Please show each line of the listing where "rather" is present.

| TASK INPUTS |
[Start of section]
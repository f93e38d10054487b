//
// tests/allocator.rs -- free-space allocator: recycling, overflow, sort order
//
// Copyright (c) 2024 Jeff Garzik
//
// This file is part of the xdbm software project covered under
// the MIT License.  For the full license text, please see the LICENSE
// file in the root directory of this project.
// SPDX-License-Identifier: MIT

use std::fs;
use std::io::{Read, Seek, SeekFrom, Write};

use xdbm::{Alignment, BlockSize, Endian, Offset, OpenOptions};

/// Scenario 2: free-list recycle. Deleting records and reinserting others of
/// the same key/value lengths must reuse the freed space rather than grow
/// the file -- `central_free` routes every freed record through the header's
/// master table regardless of which bucket it lived in, so same-size records
/// landing in a different bucket than the one they were freed from can still
/// be satisfied from it.
#[test]
fn free_list_recycles_space_without_growing_the_file() {
    let db_path = tempfile::tempdir().unwrap().into_path().join("db");

    let mut db = OpenOptions::new()
        .write()
        .create()
        .alignment(Some(Alignment::Align64))
        .endian(Some(Endian::Little))
        .offset(Some(Offset::LFS))
        .block_size(BlockSize::Exactly(4096))
        .central_free(true)
        .open(&db_path)
        .expect("creating database");

    let value = vec![0x42u8; 512];
    for n in 0..20usize {
        db.insert(format!("k{n}").as_bytes(), &value).expect("insert");
    }
    db.sync().expect("sync");
    let grown_len = fs::metadata(&db_path).unwrap().len();

    for n in (0..20usize).step_by(2) {
        db.remove(format!("k{n}").as_bytes()).expect("remove");
    }
    db.sync().expect("sync");

    for n in (0..20usize).step_by(2) {
        db.insert(format!("r{n}").as_bytes(), &value)
            .expect("insert into recycled space");
    }
    db.sync().expect("sync");

    let final_len = fs::metadata(&db_path).unwrap().len();
    assert_eq!(
        final_len, grown_len,
        "file grew instead of reusing freed record space"
    );

    for n in (0..20usize).step_by(2) {
        assert_eq!(
            db.get::<_, Vec<u8>>(format!("r{n}").as_bytes()).unwrap(),
            Some(value.clone())
        );
    }
    for n in (1..20usize).step_by(2) {
        assert_eq!(
            db.get::<_, Vec<u8>>(format!("k{n}").as_bytes()).unwrap(),
            Some(value.clone())
        );
    }
}

/// Byte offset of the first avail element under `Align64`/no-numsync: magic
/// (4) + block_sz (4) + dir_ofs (8) + dir_sz (4) + dir_bits (4) + bucket_sz
/// (4) + bucket_elems (4) + next_block (8) + avail block header (sz(4) +
/// count(4) + pad(4) + next_block(8)).
const AVAIL_ELEMS_OFFSET: u64 = 60;
const AVAIL_ELEM_SIZE: u64 = 16;

fn read_avail_elem(buf: &[u8]) -> (u32, u64) {
    let sz = u32::from_le_bytes(buf[0..4].try_into().unwrap());
    let addr = u64::from_le_bytes(buf[8..16].try_into().unwrap());
    (sz, addr)
}

fn write_avail_elem(buf: &mut [u8], sz: u32, addr: u64) {
    buf[0..4].copy_from_slice(&sz.to_le_bytes());
    buf[4..8].copy_from_slice(&[0u8; 4]);
    buf[8..16].copy_from_slice(&addr.to_le_bytes());
}

/// Scenario 5: avail sort repair. Older databases could carry a master
/// avail table whose on-disk order wasn't size-ascending; splices one into
/// the header directly (bypassing the library, which never writes one
/// unsorted) and confirms a reopen both tolerates it and restores
/// size-ascending order the next time the header is written back out.
#[test]
fn avail_table_sort_is_repaired_on_load() {
    let db_path = tempfile::tempdir().unwrap().into_path().join("db");

    {
        let mut db = OpenOptions::new()
            .write()
            .create()
            .alignment(Some(Alignment::Align64))
            .endian(Some(Endian::Little))
            .offset(Some(Offset::LFS))
            .numsync(false)
            .block_size(BlockSize::Exactly(4096))
            .central_free(true)
            .open(&db_path)
            .expect("creating database");

        db.insert("a", &vec![0u8; 50]).expect("insert");
        db.insert("bb", &vec![0u8; 150]).expect("insert");
        db.insert("ccc", &vec![0u8; 300]).expect("insert");
        db.remove("a").expect("remove");
        db.remove("bb").expect("remove");
        db.remove("ccc").expect("remove");
        db.sync().expect("sync");
    }

    // splice the three elements into size-descending order directly on disk.
    let mut elems = {
        let mut f = fs::File::open(&db_path).expect("opening raw file");
        f.seek(SeekFrom::Start(AVAIL_ELEMS_OFFSET)).unwrap();
        let mut raw = [0u8; (AVAIL_ELEM_SIZE * 3) as usize];
        f.read_exact(&mut raw).expect("reading avail elements");
        (0..3)
            .map(|i| {
                let start = i * AVAIL_ELEM_SIZE as usize;
                read_avail_elem(&raw[start..start + AVAIL_ELEM_SIZE as usize])
            })
            .collect::<Vec<_>>()
    };
    assert_eq!(elems.len(), 3);
    elems.sort();
    assert!(
        elems[0].0 < elems[1].0 && elems[1].0 < elems[2].0,
        "fixture didn't produce three distinctly-sized avail elements: {elems:?}"
    );
    elems.reverse();

    {
        let mut f = fs::OpenOptions::new().write(true).open(&db_path).expect("opening raw file for write");
        f.seek(SeekFrom::Start(AVAIL_ELEMS_OFFSET)).unwrap();
        let mut raw = [0u8; (AVAIL_ELEM_SIZE * 3) as usize];
        for (i, (sz, addr)) in elems.iter().enumerate() {
            let start = i * AVAIL_ELEM_SIZE as usize;
            write_avail_elem(&mut raw[start..start + AVAIL_ELEM_SIZE as usize], *sz, *addr);
        }
        f.write_all(&raw).expect("writing shuffled avail elements");
    }

    {
        let mut db = OpenOptions::new().write().open(&db_path).expect("reopening database");

        // larger than any of the three freed extents, so this allocates fresh
        // space via `extend` and leaves the three avail elements untouched.
        db.insert("probe", &vec![0u8; 400]).expect("insert");
        db.sync().expect("sync");
    }

    let mut f = fs::File::open(&db_path).expect("opening raw file");
    f.seek(SeekFrom::Start(AVAIL_ELEMS_OFFSET)).unwrap();
    let mut raw = [0u8; (AVAIL_ELEM_SIZE * 3) as usize];
    f.read_exact(&mut raw).expect("reading avail elements");
    let repaired: Vec<(u32, u64)> = (0..3)
        .map(|i| {
            let start = i * AVAIL_ELEM_SIZE as usize;
            read_avail_elem(&raw[start..start + AVAIL_ELEM_SIZE as usize])
        })
        .collect();

    assert!(
        repaired[0].0 < repaired[1].0 && repaired[1].0 < repaired[2].0,
        "avail table was not restored to size-ascending order: {repaired:?}"
    );
}

/// Boundary: the master avail table overflows into an overflow block once
/// more elements accumulate than its embedded capacity, and popping/pushing
/// that chain doesn't corrupt or cycle. Exercised with a minimum block size
/// (a small avail capacity) and `central_free` so every freed record goes
/// straight to the master table.
#[test]
fn master_avail_overflow_spills_to_an_overflow_block() {
    let mut db = OpenOptions::new()
        .write()
        .create()
        .alignment(Some(Alignment::Align64))
        .endian(Some(Endian::Little))
        .offset(Some(Offset::LFS))
        .block_size(BlockSize::Exactly(512))
        .central_free(true)
        .coalesce(false)
        .tempfile()
        .expect("creating temporary database");

    // varying value lengths populate the master table with a spread of
    // element sizes rather than one uniform size.
    const N: usize = 400;
    for n in 0..N {
        let value = vec![n as u8; 40 + (n % 37)];
        db.insert(format!("overflow-{n}").as_bytes(), &value).expect("insert");
    }
    for n in (0..N).step_by(2) {
        db.remove(format!("overflow-{n}").as_bytes()).expect("remove");
    }
    db.sync().expect("sync past master table capacity");

    for n in (1..N).step_by(2) {
        let value = vec![n as u8; 40 + (n % 37)];
        assert_eq!(
            db.get::<_, Vec<u8>>(format!("overflow-{n}").as_bytes()).unwrap(),
            Some(value),
            "record {n} missing after avail table overflowed"
        );
    }

    // drive further free/alloc cycles through the same overflow chain.
    for n in (0..N).step_by(2) {
        let value = vec![(n + 1) as u8; 20 + (n % 19)];
        db.insert(format!("refill-{n}").as_bytes(), &value).expect("insert");
    }
    db.sync().expect("sync again");

    for n in (0..N).step_by(2) {
        let value = vec![(n + 1) as u8; 20 + (n % 19)];
        assert_eq!(
            db.get::<_, Vec<u8>>(format!("refill-{n}").as_bytes()).unwrap(),
            Some(value)
        );
    }
    for n in (1..N).step_by(2) {
        let value = vec![n as u8; 40 + (n % 37)];
        assert_eq!(
            db.get::<_, Vec<u8>>(format!("overflow-{n}").as_bytes()).unwrap(),
            Some(value)
        );
    }
}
[End of section]
| TASK SOLUTION |
/// the same key/value lengths must reuse the freed space rather than grow
    // element sizes rather than one uniform size.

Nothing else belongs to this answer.